» Work task: Select the lines of the records containing the word "derive" and list them.

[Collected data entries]
####

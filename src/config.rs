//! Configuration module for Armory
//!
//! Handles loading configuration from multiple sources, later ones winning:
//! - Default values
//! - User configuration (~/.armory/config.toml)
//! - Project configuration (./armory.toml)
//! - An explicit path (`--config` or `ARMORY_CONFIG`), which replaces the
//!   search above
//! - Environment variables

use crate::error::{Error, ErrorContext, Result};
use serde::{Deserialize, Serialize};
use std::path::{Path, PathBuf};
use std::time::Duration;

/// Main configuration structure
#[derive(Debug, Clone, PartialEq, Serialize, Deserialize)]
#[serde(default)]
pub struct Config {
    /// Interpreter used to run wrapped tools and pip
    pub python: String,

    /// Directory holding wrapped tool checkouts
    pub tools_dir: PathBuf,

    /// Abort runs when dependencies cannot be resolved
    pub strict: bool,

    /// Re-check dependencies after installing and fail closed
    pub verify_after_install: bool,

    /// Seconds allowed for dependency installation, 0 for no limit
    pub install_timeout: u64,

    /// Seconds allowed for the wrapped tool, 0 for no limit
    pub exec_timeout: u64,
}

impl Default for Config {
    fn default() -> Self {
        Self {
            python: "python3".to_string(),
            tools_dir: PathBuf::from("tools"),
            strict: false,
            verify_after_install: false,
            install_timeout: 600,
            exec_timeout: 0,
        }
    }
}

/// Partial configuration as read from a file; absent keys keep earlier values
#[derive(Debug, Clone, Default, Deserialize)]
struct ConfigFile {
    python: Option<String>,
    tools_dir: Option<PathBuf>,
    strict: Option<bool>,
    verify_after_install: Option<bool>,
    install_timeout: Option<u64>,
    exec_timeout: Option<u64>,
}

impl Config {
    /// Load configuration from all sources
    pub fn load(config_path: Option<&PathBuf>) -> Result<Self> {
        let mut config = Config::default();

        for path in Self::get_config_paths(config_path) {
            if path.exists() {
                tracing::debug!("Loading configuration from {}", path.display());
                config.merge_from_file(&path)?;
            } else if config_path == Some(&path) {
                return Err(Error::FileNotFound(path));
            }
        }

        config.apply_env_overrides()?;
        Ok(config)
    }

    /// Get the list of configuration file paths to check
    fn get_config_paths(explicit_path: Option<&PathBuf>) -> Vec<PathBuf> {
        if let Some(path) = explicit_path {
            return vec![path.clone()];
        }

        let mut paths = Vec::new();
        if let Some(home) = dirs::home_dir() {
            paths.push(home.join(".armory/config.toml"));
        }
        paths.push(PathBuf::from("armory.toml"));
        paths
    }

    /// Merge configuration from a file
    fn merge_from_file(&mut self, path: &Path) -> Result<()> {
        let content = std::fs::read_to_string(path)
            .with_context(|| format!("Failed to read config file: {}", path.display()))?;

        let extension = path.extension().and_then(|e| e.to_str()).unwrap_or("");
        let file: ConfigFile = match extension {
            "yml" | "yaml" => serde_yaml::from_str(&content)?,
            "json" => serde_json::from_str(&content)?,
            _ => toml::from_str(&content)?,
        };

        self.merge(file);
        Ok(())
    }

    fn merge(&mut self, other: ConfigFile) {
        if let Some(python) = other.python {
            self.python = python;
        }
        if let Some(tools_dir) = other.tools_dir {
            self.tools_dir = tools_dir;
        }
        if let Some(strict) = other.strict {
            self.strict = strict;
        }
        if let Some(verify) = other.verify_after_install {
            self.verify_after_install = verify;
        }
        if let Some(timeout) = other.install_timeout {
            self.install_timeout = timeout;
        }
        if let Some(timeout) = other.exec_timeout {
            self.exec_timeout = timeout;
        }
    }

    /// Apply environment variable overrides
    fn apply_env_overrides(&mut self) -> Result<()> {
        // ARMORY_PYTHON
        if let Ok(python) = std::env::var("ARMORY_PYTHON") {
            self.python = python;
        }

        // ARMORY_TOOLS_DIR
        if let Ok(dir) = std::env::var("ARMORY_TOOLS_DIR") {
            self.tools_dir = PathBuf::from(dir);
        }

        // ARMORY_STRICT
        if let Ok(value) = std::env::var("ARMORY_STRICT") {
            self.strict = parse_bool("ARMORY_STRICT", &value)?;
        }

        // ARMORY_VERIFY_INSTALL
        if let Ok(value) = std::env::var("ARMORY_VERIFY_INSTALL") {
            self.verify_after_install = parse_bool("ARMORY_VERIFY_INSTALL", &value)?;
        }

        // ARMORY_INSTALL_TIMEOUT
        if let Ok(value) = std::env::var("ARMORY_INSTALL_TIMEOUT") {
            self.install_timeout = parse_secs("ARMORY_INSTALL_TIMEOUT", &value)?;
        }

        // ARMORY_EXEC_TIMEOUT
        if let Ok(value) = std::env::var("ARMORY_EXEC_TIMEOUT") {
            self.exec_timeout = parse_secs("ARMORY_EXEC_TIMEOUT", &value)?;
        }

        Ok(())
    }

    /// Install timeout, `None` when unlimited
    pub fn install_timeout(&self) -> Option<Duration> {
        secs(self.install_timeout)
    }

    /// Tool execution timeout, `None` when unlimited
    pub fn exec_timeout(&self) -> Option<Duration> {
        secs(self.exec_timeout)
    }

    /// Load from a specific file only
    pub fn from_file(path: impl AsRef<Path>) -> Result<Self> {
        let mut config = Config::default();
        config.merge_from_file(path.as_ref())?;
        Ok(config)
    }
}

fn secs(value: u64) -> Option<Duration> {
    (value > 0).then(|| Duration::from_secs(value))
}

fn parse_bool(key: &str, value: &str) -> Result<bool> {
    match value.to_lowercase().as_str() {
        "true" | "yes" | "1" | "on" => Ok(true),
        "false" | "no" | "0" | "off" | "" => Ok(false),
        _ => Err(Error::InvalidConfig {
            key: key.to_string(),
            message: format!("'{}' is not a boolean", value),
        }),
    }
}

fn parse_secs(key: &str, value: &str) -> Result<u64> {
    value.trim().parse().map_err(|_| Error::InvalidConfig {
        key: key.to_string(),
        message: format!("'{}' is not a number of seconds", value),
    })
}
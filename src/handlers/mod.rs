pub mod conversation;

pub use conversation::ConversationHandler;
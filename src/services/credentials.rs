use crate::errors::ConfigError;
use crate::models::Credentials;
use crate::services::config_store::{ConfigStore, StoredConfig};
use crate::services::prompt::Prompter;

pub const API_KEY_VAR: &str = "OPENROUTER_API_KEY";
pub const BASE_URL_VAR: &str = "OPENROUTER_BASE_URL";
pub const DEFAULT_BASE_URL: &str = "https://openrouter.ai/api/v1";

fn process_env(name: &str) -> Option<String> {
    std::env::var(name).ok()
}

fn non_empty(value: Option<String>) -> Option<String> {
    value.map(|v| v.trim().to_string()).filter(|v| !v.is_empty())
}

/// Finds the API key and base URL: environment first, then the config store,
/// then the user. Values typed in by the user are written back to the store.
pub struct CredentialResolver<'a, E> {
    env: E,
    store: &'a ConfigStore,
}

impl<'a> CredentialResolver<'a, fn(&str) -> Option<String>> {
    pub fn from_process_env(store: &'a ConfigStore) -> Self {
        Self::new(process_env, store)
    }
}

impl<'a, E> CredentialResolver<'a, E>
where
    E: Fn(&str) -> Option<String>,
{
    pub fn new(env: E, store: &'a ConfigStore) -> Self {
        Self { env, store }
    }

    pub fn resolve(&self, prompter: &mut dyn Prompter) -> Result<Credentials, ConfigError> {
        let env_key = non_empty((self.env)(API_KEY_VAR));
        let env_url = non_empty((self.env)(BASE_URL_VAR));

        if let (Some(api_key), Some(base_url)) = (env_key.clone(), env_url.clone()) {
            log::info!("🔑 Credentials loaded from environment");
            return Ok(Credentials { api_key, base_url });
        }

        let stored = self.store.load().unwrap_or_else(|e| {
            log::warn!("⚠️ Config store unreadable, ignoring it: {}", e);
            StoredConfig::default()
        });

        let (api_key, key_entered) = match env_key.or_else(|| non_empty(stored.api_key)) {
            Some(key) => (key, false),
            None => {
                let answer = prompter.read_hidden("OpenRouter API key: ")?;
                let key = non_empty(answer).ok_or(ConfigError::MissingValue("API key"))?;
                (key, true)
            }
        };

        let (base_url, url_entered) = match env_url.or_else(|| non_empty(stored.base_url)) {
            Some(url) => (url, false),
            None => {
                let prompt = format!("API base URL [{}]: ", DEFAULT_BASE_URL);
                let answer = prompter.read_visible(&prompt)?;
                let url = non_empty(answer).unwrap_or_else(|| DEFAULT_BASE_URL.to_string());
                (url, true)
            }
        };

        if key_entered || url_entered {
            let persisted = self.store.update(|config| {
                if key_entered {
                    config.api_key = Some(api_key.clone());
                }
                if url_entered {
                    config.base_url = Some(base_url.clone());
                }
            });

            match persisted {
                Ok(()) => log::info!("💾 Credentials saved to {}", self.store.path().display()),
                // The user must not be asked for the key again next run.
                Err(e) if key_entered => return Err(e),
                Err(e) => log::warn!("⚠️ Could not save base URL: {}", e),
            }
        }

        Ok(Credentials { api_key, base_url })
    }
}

####

» Exercise result:
#[derive(Debug, Clone, PartialEq, Serialize, Deserialize)]
#[derive(Debug, Clone, Default, Deserialize)]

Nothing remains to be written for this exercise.